Kloots, who shares a 2-year-old son with her late husband, admitted she was not supportive of her husband's desire to shift focus to his music career from acting and move their family to Los Angeles. The couple, who married in 2017 and welcomed Elvis in June 2019, was living in New York at the time, but the Broadway actor felt his career could take on a new life if they moved across the country. "I was not understanding any of it," Kloots said of Cordero's decision to focus on songwriting as opposed to acting, where he had made waves on shows like Blue Bloods. "I was like, 'This is a waste of time, and we have no money.' He did not feel supported by me. I wasn't supportive."
Kloots said she and Cordero fought for a year about potentially moving before she decided to compromise and follow him to the west coast. "I finally came to a place of, 'This is marriage, you have to compromise,'" she recalled. The couple stayed in the guest house of Cordero's best friend, actor Zach Braff, when they moved to L.A. in 2019, but soon after, the pandemic hit and Cordero was one of the first public-facing figures to contract the virus. Kloots said she "learned to appreciate his music too late," and still struggles with feelings of regret about their last year of marriage, adding to the Times, "But I'm determined to keep his voice alive."
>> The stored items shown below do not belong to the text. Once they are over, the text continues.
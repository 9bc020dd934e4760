use crate::prelude::{Coordinates, EllipsoidModel, Error, Position, ReferenceFrame};

#[cfg(feature = "serde")]
use serde::{Deserialize, Serialize};

/// [CartesianConfig] describes a Cartesian [Position]. All fields default to 0.
#[derive(Default, Debug, Clone, Copy, PartialEq)]
#[cfg_attr(feature = "serde", derive(Serialize, Deserialize))]
#[cfg_attr(feature = "serde", serde(default))]
pub struct CartesianConfig {
    /// ECEF X coordinate (m)
    #[cfg_attr(feature = "serde", serde(alias = "x"))]
    pub x_m: f64,
    /// ECEF Y coordinate (m)
    #[cfg_attr(feature = "serde", serde(alias = "y"))]
    pub y_m: f64,
    /// ECEF Z coordinate (m)
    #[cfg_attr(feature = "serde", serde(alias = "z"))]
    pub z_m: f64,
    /// Ellipsoid model, WGS84 by default
    pub model: EllipsoidModel,
    pub frame: ReferenceFrame,
}

/// [SphericalConfig] describes a Spherical [Position]. All fields default to 0.
#[derive(Default, Debug, Clone, Copy, PartialEq)]
#[cfg_attr(feature = "serde", derive(Serialize, Deserialize))]
#[cfg_attr(feature = "serde", serde(default))]
pub struct SphericalConfig {
    /// Angle from the +Z axis (°), within [0, 180]
    #[cfg_attr(feature = "serde", serde(alias = "theta"))]
    pub theta_deg: f64,
    /// Angle from the +X axis (°)
    #[cfg_attr(feature = "serde", serde(alias = "phi"))]
    pub phi_deg: f64,
    /// Radius (m), positive
    #[cfg_attr(feature = "serde", serde(alias = "radius"))]
    pub radius_m: f64,
    /// Ellipsoid model, WGS84 by default
    pub model: EllipsoidModel,
    pub frame: ReferenceFrame,
}

/// [GeodeticConfig] describes a Geodetic [Position]. All fields default to 0.
#[derive(Default, Debug, Clone, Copy, PartialEq)]
#[cfg_attr(feature = "serde", derive(Serialize, Deserialize))]
#[cfg_attr(feature = "serde", serde(default))]
pub struct GeodeticConfig {
    /// Geodetic latitude (°), within [-90, 90]
    #[cfg_attr(feature = "serde", serde(alias = "latitude", alias = "lat"))]
    pub latitude_deg: f64,
    /// Longitude (°)
    #[cfg_attr(feature = "serde", serde(alias = "longitude", alias = "lon"))]
    pub longitude_deg: f64,
    /// Height above ellipsoid (m)
    #[cfg_attr(feature = "serde", serde(alias = "height"))]
    pub height_m: f64,
    /// Ellipsoid model, WGS84 by default
    pub model: EllipsoidModel,
    pub frame: ReferenceFrame,
}

/// [GeocentricConfig] describes a Geocentric [Position]. All fields default to 0.
#[derive(Default, Debug, Clone, Copy, PartialEq)]
#[cfg_attr(feature = "serde", derive(Serialize, Deserialize))]
#[cfg_attr(feature = "serde", serde(default))]
pub struct GeocentricConfig {
    /// Geocentric latitude (°), within [-90, 90]
    #[cfg_attr(feature = "serde", serde(alias = "latitude", alias = "lat"))]
    pub latitude_deg: f64,
    /// Longitude (°)
    #[cfg_attr(feature = "serde", serde(alias = "longitude", alias = "lon"))]
    pub longitude_deg: f64,
    /// Radius (m), positive
    #[cfg_attr(feature = "serde", serde(alias = "radius"))]
    pub radius_m: f64,
    /// Ellipsoid model, WGS84 by default
    pub model: EllipsoidModel,
    pub frame: ReferenceFrame,
}

fn build(
    coordinates: Coordinates,
    model: EllipsoidModel,
    frame: ReferenceFrame,
) -> Result<Position, Error> {
    Ok(Position::new(coordinates)?
        .with_ellipsoid(model.ellipsoid())
        .with_frame(frame))
}

impl CartesianConfig {
    pub fn build(&self) -> Result<Position, Error> {
        let coordinates = Coordinates::Cartesian {
            x_m: self.x_m,
            y_m: self.y_m,
            z_m: self.z_m,
        };
        build(coordinates, self.model, self.frame)
    }
}

impl SphericalConfig {
    pub fn build(&self) -> Result<Position, Error> {
        let coordinates = Coordinates::Spherical {
            theta_deg: self.theta_deg,
            phi_deg: self.phi_deg,
            radius_m: self.radius_m,
        };
        build(coordinates, self.model, self.frame)
    }
}

impl GeodeticConfig {
    pub fn build(&self) -> Result<Position, Error> {
        let coordinates = Coordinates::Geodetic {
            latitude_deg: self.latitude_deg,
            longitude_deg: self.longitude_deg,
            height_m: self.height_m,
        };
        build(coordinates, self.model, self.frame)
    }
}

impl GeocentricConfig {
    pub fn build(&self) -> Result<Position, Error> {
        let coordinates = Coordinates::Geocentric {
            latitude_deg: self.latitude_deg,
            longitude_deg: self.longitude_deg,
            radius_m: self.radius_m,
        };
        build(coordinates, self.model, self.frame)
    }
}

/// Cartesian [Position] on WGS84, from ECEF coordinates in meters
pub fn cartesian(x_m: f64, y_m: f64, z_m: f64) -> Position {
    Position::cartesian(x_m, y_m, z_m)
}

/// Spherical [Position] from [SphericalConfig]
pub fn spherical(cfg: &SphericalConfig) -> Result<Position, Error> {
    cfg.build()
}

/// Geodetic [Position] from [GeodeticConfig]
pub fn geodetic(cfg: &GeodeticConfig) -> Result<Position, Error> {
    cfg.build()
}

/// Geocentric [Position] from [GeocentricConfig]
pub fn geocentric(cfg: &GeocentricConfig) -> Result<Position, Error> {
    cfg.build()
}
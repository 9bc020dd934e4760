use thiserror::Error;

#[derive(Debug, Clone, PartialEq, Error)]
pub enum Error {
    /// Indexed access outside of a three component value
    /// or outside of a bounded lookup table.
    #[error("index {0} out of range")]
    IndexOutOfRange(usize),

    /// The requested quantity is not defined for this geometry,
    /// for example an azimuth seen from the pole or an angle between
    /// a null vector and anything else.
    #[error("invalid operation: {0}")]
    InvalidOperation(&'static str),

    /// Failed to parse a [ReferenceFrame] from its name
    #[error("unknown reference frame \"{0}\"")]
    UnknownReferenceFrame(String),

    /// Integer code does not match any [ReferenceFrame]
    #[error("invalid reference frame code {0}")]
    InvalidReferenceFrameCode(u8),

    /// Failed to parse a [CoordinateSystem] from its name
    #[error("unknown coordinate system \"{0}\"")]
    UnknownCoordinateSystem(String),

    /// Failed to parse an [EllipsoidModel] from its name
    #[error("unknown ellipsoid model \"{0}\"")]
    UnknownEllipsoid(String),

    /// User defined ellipsoid must verify a > 0 and 0 <= e² < 1.
    #[error("invalid ellipsoid parameters")]
    InvalidEllipsoid,

    /// Latitudes are limited to [-90°, 90°]
    #[error("latitude {0}° out of [-90, 90]")]
    InvalidLatitude(f64),

    /// Spherical theta angle is limited to [0°, 180°]
    #[error("theta {0}° out of [0, 180]")]
    InvalidTheta(f64),

    #[error("negative radius {0}m")]
    NegativeRadius(f64),
}
//! FILENAME: engine/src/aggregate.rs
//! PURPOSE: Reducers that collapse a group's column into one number.
//! CONTEXT: Used by the grouping pipeline for plain measures, by the formula
//! evaluator for every aggregate call and by pivot cells.
//!
//! Policy:
//! - Values are coerced with `Value::as_number`; non-numeric entries are
//!   dropped, except that COUNT counts every entry and COUNTD counts distinct
//!   raw values.
//! - When no entry is numeric, SUM/AVG/COUNT give 0 and the rest give None.
//!   This check runs first, so it also applies to COUNT and COUNTD.

use crate::field::Aggregation;
use crate::value::{KeyValue, Value};
use rustc_hash::FxHashSet;

/// Reduces `values` with `function`.
pub fn aggregate<'a, I>(function: Aggregation, values: I) -> Option<f64>
where
    I: IntoIterator<Item = &'a Value>,
{
    let raw: Vec<&Value> = values.into_iter().collect();
    let numbers: Vec<f64> = raw.iter().filter_map(|v| v.as_number()).collect();

    if numbers.is_empty() {
        return if function.zero_when_empty() { Some(0.0) } else { None };
    }

    match function {
        Aggregation::Other(name) => {
            log::debug!(target: "PIPELINE", "unsupported aggregation '{}'", name);
            None
        }
        Aggregation::Sum => Some(numbers.iter().sum()),
        Aggregation::Avg => Some(numbers.iter().sum::<f64>() / numbers.len() as f64),
        Aggregation::Count => Some(raw.len() as f64),
        Aggregation::CountDistinct => {
            let distinct: FxHashSet<KeyValue> = raw.iter().map(|v| KeyValue::from(*v)).collect();
            Some(distinct.len() as f64)
        }
        Aggregation::Min => numbers.iter().copied().reduce(f64::min),
        Aggregation::Max => numbers.iter().copied().reduce(f64::max),
        Aggregation::Median => {
            let mut sorted = numbers;
            sorted.sort_by(|a, b| a.total_cmp(b));
            let mid = sorted.len() / 2;
            if sorted.len() % 2 == 1 {
                Some(sorted[mid])
            } else {
                Some((sorted[mid - 1] + sorted[mid]) / 2.0)
            }
        }
        Aggregation::StdDev => Some(sample_variance(&numbers).sqrt()),
        Aggregation::Var => Some(sample_variance(&numbers)),
    }
}

/// Two-pass sample variance; fewer than two values give 0.
fn sample_variance(numbers: &[f64]) -> f64 {
    if numbers.len() < 2 {
        return 0.0;
    }
    let n = numbers.len() as f64;
    let mean = numbers.iter().sum::<f64>() / n;
    numbers.iter().map(|v| (v - mean).powi(2)).sum::<f64>() / (n - 1.0)
}

#[cfg(test)]
mod tests {
    use super::*;

    fn nums(values: &[f64]) -> Vec<Value> {
        values.iter().map(|v| Value::Number(*v)).collect()
    }

    #[test]
    fn empty_input_follows_policy() {
        let empty: Vec<Value> = Vec::new();
        for function in [Aggregation::Sum, Aggregation::Avg, Aggregation::Count] {
            assert_eq!(aggregate(function.clone(), &empty), Some(0.0), "{}", function);
        }
        for function in [
            Aggregation::CountDistinct,
            Aggregation::Min,
            Aggregation::Max,
            Aggregation::Median,
            Aggregation::StdDev,
            Aggregation::Var,
        ] {
            assert_eq!(aggregate(function.clone(), &empty), None, "{}", function);
        }
    }

    #[test]
    fn unsupported_aggregation_gives_no_value() {
        let mode = Aggregation::Other("MODE".to_string());
        assert_eq!(aggregate(mode.clone(), &nums(&[1.0, 2.0, 2.0])), None);
        assert_eq!(aggregate(mode, &Vec::new()), None);
    }

    #[test]
    fn all_text_input_counts_as_empty() {
        let values = vec![Value::from("a"), Value::from("b")];
        assert_eq!(aggregate(Aggregation::Count, &values), Some(0.0));
        assert_eq!(aggregate(Aggregation::CountDistinct, &values), None);
    }

    #[test]
    fn count_includes_non_numeric_entries() {
        let values = vec![Value::from(1.0), Value::from("x"), Value::from("x")];
        assert_eq!(aggregate(Aggregation::Count, &values), Some(3.0));
        assert_eq!(aggregate(Aggregation::CountDistinct, &values), Some(2.0));
        assert_eq!(aggregate(Aggregation::Sum, &values), Some(1.0));
    }

    #[test]
    fn numeric_text_is_coerced() {
        let values = vec![Value::from("10"), Value::from(5.0), Value::from(true)];
        assert_eq!(aggregate(Aggregation::Sum, &values), Some(16.0));
        assert_eq!(aggregate(Aggregation::Max, &values), Some(10.0));
        assert_eq!(aggregate(Aggregation::Min, &values), Some(1.0));
    }

    #[test]
    fn median_is_permutation_invariant() {
        let a = nums(&[5.0, 1.0, 4.0, 2.0]);
        let b = nums(&[2.0, 4.0, 1.0, 5.0]);
        assert_eq!(aggregate(Aggregation::Median, &a), Some(3.0));
        assert_eq!(aggregate(Aggregation::Median, &a), aggregate(Aggregation::Median, &b));
        assert_eq!(aggregate(Aggregation::Median, &nums(&[9.0, 1.0, 3.0])), Some(3.0));
    }

    #[test]
    fn median_leaves_input_untouched() {
        let values = nums(&[3.0, 1.0, 2.0]);
        aggregate(Aggregation::Median, &values);
        assert_eq!(values, nums(&[3.0, 1.0, 2.0]));
    }

    #[test]
    fn sample_statistics_use_n_minus_one() {
        let values = nums(&[2.0, 4.0, 4.0, 4.0, 5.0, 5.0, 7.0, 9.0]);
        let var = aggregate(Aggregation::Var, &values).unwrap();
        assert!((var - 32.0 / 7.0).abs() < 1e-12);
        let sd = aggregate(Aggregation::StdDev, &values).unwrap();
        assert!((sd - (32.0f64 / 7.0).sqrt()).abs() < 1e-12);

        assert_eq!(aggregate(Aggregation::Var, &nums(&[4.0])), Some(0.0));
        assert_eq!(aggregate(Aggregation::Avg, &nums(&[1.0, 2.0])), Some(1.5));
    }
}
Kloots drove Cordero to the emergency room on March 30, where he was diagnosed with COVID-19. "That was the last day I saw Nick as Nick," she wrote on Instagram on the 1-year anniversary of that day. "My heart breaks today. I wish I could go back in time, run to him as he was walking away, grab him, kiss him and hold him in my arms. On April 1, he went on the ventilator and I never spoke to him again."